Honestly that is pretty lame. My favorite saying related to sportsmanship is when you get in the end zone act like you have been there for (and barry sanders was a great example of this). If Lebron wants to be considered one of the greatest of all time this stuff and the Halloween stuff and the warriors t shirt is beneath him (and it should be for the rest of the cavs as well).
You must not like Bird or Russell then?
Russell's First Law: You must make the other player do what you want him to do. How? You must start him thinking. If he is thinking instead of doing, he is yours. There is no time in basketball to think: "This has happened; this is what I must do next." In the amount of time it takes to think through that semicolon, it is already too late.

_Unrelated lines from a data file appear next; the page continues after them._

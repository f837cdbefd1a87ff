//! Application configuration
//!
//! Configuration is assembled once at startup from command line arguments
//! and is immutable afterwards.

mod schema;

pub use schema::*;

Russell's Second Law: You got to have the killer instinct. If you do not have it, forget about basketball and go into social psychology or something. If you sometimes wonder if you've got it, you ain't got it. No ****cats, please. The killer instinct, by my definition, is the ability to spot—and exploit—a weakness in your opponent. There are psychological subrules in this category.
To wit: always try a rookie. If you score on him and he thinks that maybe you scored because you are Bill Russell the superstar, he is yours forever after and you can wear him like a bauble on a charm bracelet.
To wit, further: always try a veteran. In my first year in pro basketball I came up against veteran Johnny Kerr, now with Baltimore. I blocked so many shots on him that first night—perhaps you remember—that he was wild with rage. He was so fired up they had to take him out of the game. That is frustration. That is also psychology. (And I might point out that as soon as he calmed down enough that season Kerr deliberately changed his style of shooting when he played against Boston. That is a kind of reverse psychology.)
Russell's Third Law: Be cute but not cuddly. I mean, you should be nice at all times, but there is a lot to be said for an elbow in the chops when all else fails. This is forceful psychology. Last resort stuff.
Russell's Final Law: Remember that basketball is a game of habit. In getting good at it, we develop certain habits. Therefore, if you make a player deviate from his habits—by psyching him—you've got him.
http://www.espn.com/blog/truehoop/post/_/id/5154/the-mind-games-of-bill-russell
https://www.reddit.com/r/nba/comments/3m1w22/bill_russell_how_i_psych_them/
http://www.foxsports.com/nba/story/boston-celtics-larry-bird-trash-talking-genius-031215
This is not grade school, people take any edge they can get in the pros. There are not participation awards. Every level of play you go up it gets dirtier. I won't go into the tricks we used to use in terms of cold water and heat in locker rooms.
People really need to stop beating this phrase to death. What I said has absolutely nothing to do with a participation award. If I said the Warriors should get rings too because they played really hard and had a great year, then what you were talking about made sense. Since I didn't and it doesn't, what you said just makes you look like someone that wants to use this tired phrase in situations it doesn't even apply.
There is also a difference between most of the stuff you are talking about and hanging posters, and putting up halloween props. For one Lebron is just trying to do social marketing with this stuff and be cool. He is putting up pictures on social media and trying to get followers and likes. Teams trying to make the other teams locker room have cold water is actually trying to screw with them so they lose they game.
I also think you should be pretty embarrassed as a Celtic fan comparing the stuff that Russell and Bird did on the court with the stuff we are talking about with Lebron here. If Lebron came out on the floor in game 7 last year and said to Curry and Steph at tip off. "What are you guys doing to do to celebrate second place?" I would respect that as him having confidence and being the greatest (Much like Bird at the 3pt contest). It is a whole different game talking about a game you won last year after the fact by hanging up a picture or making halloween designs.
I generally like your posts man but this was one of the weaker and more embarassing one's I have ever seen. Try again.
Edit: As much as I liked Bird growing up there certainly would have been things he did that would have been really embarassing in the age of social media and he was lucky to not have the spotlight on some of the crappier things he did.
Also, think about the kinds of things that Russell had to deal with in terms of racism and how he handled it. Think about how Lebron threw a hissy fit for weeks because he believed Phil Jackson belittled a few of his friends by calling them a "posse" and made a false racist charge. Lebron is the most coddled athlete of our generation and I still am in shock you tried to equate him to Russell. Sigh. Brutal.